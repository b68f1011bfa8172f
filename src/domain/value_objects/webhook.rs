use serde::Deserialize;
use serde_json::Value;

/// The provider's webhook envelope is not contractually fixed. Two shapes are
/// known: `{"data":{"id":...}}` and `{"id":...}`, with the id arriving either
/// as a JSON number or a string. Anything else parses to `Unrecognized` and is
/// handled as an explicit no-op by the caller.
#[derive(Debug, Deserialize)]
#[serde(untagged)]
pub enum WebhookEnvelope {
    Nested { data: WebhookData },
    Flat { id: Value },
    Unrecognized(Value),
}

#[derive(Debug, Deserialize)]
pub struct WebhookData {
    pub id: Value,
}

impl WebhookEnvelope {
    pub fn parse(body: &[u8]) -> Self {
        serde_json::from_slice(body).unwrap_or(WebhookEnvelope::Unrecognized(Value::Null))
    }

    /// Extracts the payment id, if the envelope carries one.
    pub fn payment_id(&self) -> Option<String> {
        let raw = match self {
            WebhookEnvelope::Nested { data } => &data.id,
            WebhookEnvelope::Flat { id } => id,
            WebhookEnvelope::Unrecognized(_) => return None,
        };
        match raw {
            Value::String(s) if !s.is_empty() => Some(s.clone()),
            Value::Number(n) => Some(n.to_string()),
            _ => None,
        }
    }
}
________________________________________
**WORK ITEM:**
Look through the entries above, find each line containing "WebhookEnvelope", and copy it.

**RESULT:**
pub enum WebhookEnvelope {
impl WebhookEnvelope {
        serde_json::from_slice(body).unwrap_or(WebhookEnvelope::Unrecognized(Value::Null))
            WebhookEnvelope::Nested { data } => &data.id,
            WebhookEnvelope::Flat { id } => id,
            WebhookEnvelope::Unrecognized(_) => return None,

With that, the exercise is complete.